Potevi andare in NBA, ad Atlanta. "Quando me lo hanno detto stavamo facendo i mondiali in Spagna e non ci credevo. Poi sono andato a provare, sia nel 1986 che nel 1988, ma ho dovuto rifiutare perchè i regolamenti di allora mi avrebbero reso, in Europa, un giocatore straniero. E non me la sono sentita di rischiare: nessun rammarico, ma la voglia c'era"

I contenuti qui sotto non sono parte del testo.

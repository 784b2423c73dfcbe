use crate::vulkan::{VkCommandPool, VkDevice, VkPhysicalDevice, VkQueue};

use ash::vk;
use std::sync::Arc;

pub struct VkBuffer {
    device: Arc<VkDevice>,
    pub inner: vk::Buffer,
    pub memory: vk::DeviceMemory,
    pub size: vk::DeviceSize,
}

impl VkBuffer {
    /// Uploads `bytes` into a device-local buffer through a host-visible
    /// staging buffer.
    pub fn new(
        physical_device: &VkPhysicalDevice,
        device: Arc<VkDevice>,
        queue: &VkQueue,
        command: &VkCommandPool,
        bytes: &[u8],
        usage: vk::BufferUsageFlags,
    ) -> Result<VkBuffer, String> {
        let staging = VkBuffer::staging(physical_device, device.clone(), bytes)?;

        let buffer = VkBuffer::allocate(
            physical_device,
            device,
            staging.size,
            usage | vk::BufferUsageFlags::TRANSFER_DST,
            vk::MemoryPropertyFlags::DEVICE_LOCAL,
        )?;

        let copy_region = vk::BufferCopy {
            src_offset: 0,
            dst_offset: 0,
            size: staging.size,
        };

        command.submit_once(queue, |device, command_buffer| unsafe {
            device.cmd_copy_buffer(command_buffer, staging.inner, buffer.inner, &[copy_region]);
        })?;

        return Ok(buffer);
    }

    /// A host-visible buffer holding a copy of `bytes`, used as a transfer
    /// source.
    pub fn staging(
        physical_device: &VkPhysicalDevice,
        device: Arc<VkDevice>,
        bytes: &[u8],
    ) -> Result<VkBuffer, String> {
        let staging = VkBuffer::allocate(
            physical_device,
            device,
            bytes.len() as vk::DeviceSize,
            vk::BufferUsageFlags::TRANSFER_SRC,
            vk::MemoryPropertyFlags::HOST_VISIBLE | vk::MemoryPropertyFlags::HOST_COHERENT,
        )?;

        unsafe {
            let data_ptr = staging
                .device
                .inner
                .map_memory(staging.memory, 0, staging.size, vk::MemoryMapFlags::empty())
                .map_err(|e| format!("Failed to map staging memory: {}", e))?;

            std::ptr::copy_nonoverlapping(bytes.as_ptr(), data_ptr as *mut u8, bytes.len());
            staging.device.inner.unmap_memory(staging.memory);
        }

        return Ok(staging);
    }

    pub fn allocate(
        physical_device: &VkPhysicalDevice,
        device: Arc<VkDevice>,
        size: vk::DeviceSize,
        usage: vk::BufferUsageFlags,
        properties: vk::MemoryPropertyFlags,
    ) -> Result<VkBuffer, String> {
        if size == 0 {
            return Err("Cannot create an empty buffer".to_string());
        }

        let create_info = vk::BufferCreateInfo {
            size,
            usage,
            sharing_mode: vk::SharingMode::EXCLUSIVE,
            ..Default::default()
        };

        let inner = unsafe {
            device
                .inner
                .create_buffer(&create_info, None)
                .map_err(|e| format!("Failed to create buffer: {}", e))?
        };

        // From here on Drop cleans up whatever was created.
        let mut buffer = VkBuffer {
            device,
            inner,
            memory: vk::DeviceMemory::null(),
            size,
        };

        let memory_requirements =
            unsafe { buffer.device.inner.get_buffer_memory_requirements(buffer.inner) };

        let allocate_info = vk::MemoryAllocateInfo {
            allocation_size: memory_requirements.size,
            memory_type_index: physical_device
                .find_memory_type(memory_requirements.memory_type_bits, properties)?,
            ..Default::default()
        };

        buffer.memory = unsafe {
            buffer
                .device
                .inner
                .allocate_memory(&allocate_info, None)
                .map_err(|e| format!("Failed to allocate buffer memory: {}", e))?
        };

        unsafe {
            buffer
                .device
                .inner
                .bind_buffer_memory(buffer.inner, buffer.memory, 0)
                .map_err(|e| format!("Failed to bind buffer memory: {}", e))?;
        }

        return Ok(buffer);
    }
}

impl Drop for VkBuffer {
    fn drop(&mut self) {
        unsafe {
            self.device.inner.destroy_buffer(self.inner, None);
            self.device.inner.free_memory(self.memory, None);
        }
    }
}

Quando hai capito che potevi diventare un uomo chiave della Virtus? "Non ci ho mai pensato, non sono venuto pensando di poter diventare un leader. Poi anno dopo anno, specie dal 1991 in poi, ho capito che facevo parte del gruppo storico"

Come ti sei approcciato a grandi personalità con cui hai giocato? "E' stato forse più facile per loro approcciarsi a me, dato che parlavo inglese: dico Van Breda, Rolle, Richardson, Johnson. Ma anche gli europei come Sasha con me stavano bene, perchè sono uno che non litiga con nessuno"

I momenti più emozionanti? "Sicuramente l'Eurolega, perchè dal 1984 ambivamo a quella coppa che finalmente arrivò. Ma anche tutti gli scudetti, benchè il 1998 sia stato un anno straordinario"

Un ricordo di Alberto Bucci? "Grandissima persona, squisita, anche quando ero un esordiente sapeva come stuzzicarmi, farmi crescere, mi trattava benissimo. E anche quando ho smesso di giocare mi ha preso per i mondiali Over 45"

Uno di Porelli? "Era rigido e severo, ma si è visto cosa ha fatto con la Virtus. Senza di lui non ci sarebbe la Virtus attuale, e quando parlava si doveva solo stare in silenzio"

Cosa significava vestire la maglia della Nazionale? "Un orgoglio, e non capisco chi non la voglia indossare. Ho sempre dato il massimo, e ancora adesso è un orgoglio vestire le maglie delle squadre Over"

Non esistono più le bandiere. "Prima il tuo cartellino apparteneva alla società, ora con il mercato libero dopo pochi mesi puoi andare via da qualsiasi squadra. Ci sono ancora giocatori che restano a lungo in una stessa realtà, ma non penso che arriveranno a 17 anni come me"

Dopo la Virtus hai giocato in tante altre squadre. "Sono stato molto bene con Castel Maggiore, meno invece a Montegranaro dove stavo quasi per smettere. Poi mi convinsero ad andare a Trapani, dove andai a provare e mi convinsero dopo pochi allenamenti: bellissima esperienza, fu come tornare giovane"

Tanti dicono che vestire la maglia della Virtus sia diverso da vestirne altre. "Si è creata negli anni l'immagine di una società solida e vincente, ed è bello poterla indossare in giro per l'Europa"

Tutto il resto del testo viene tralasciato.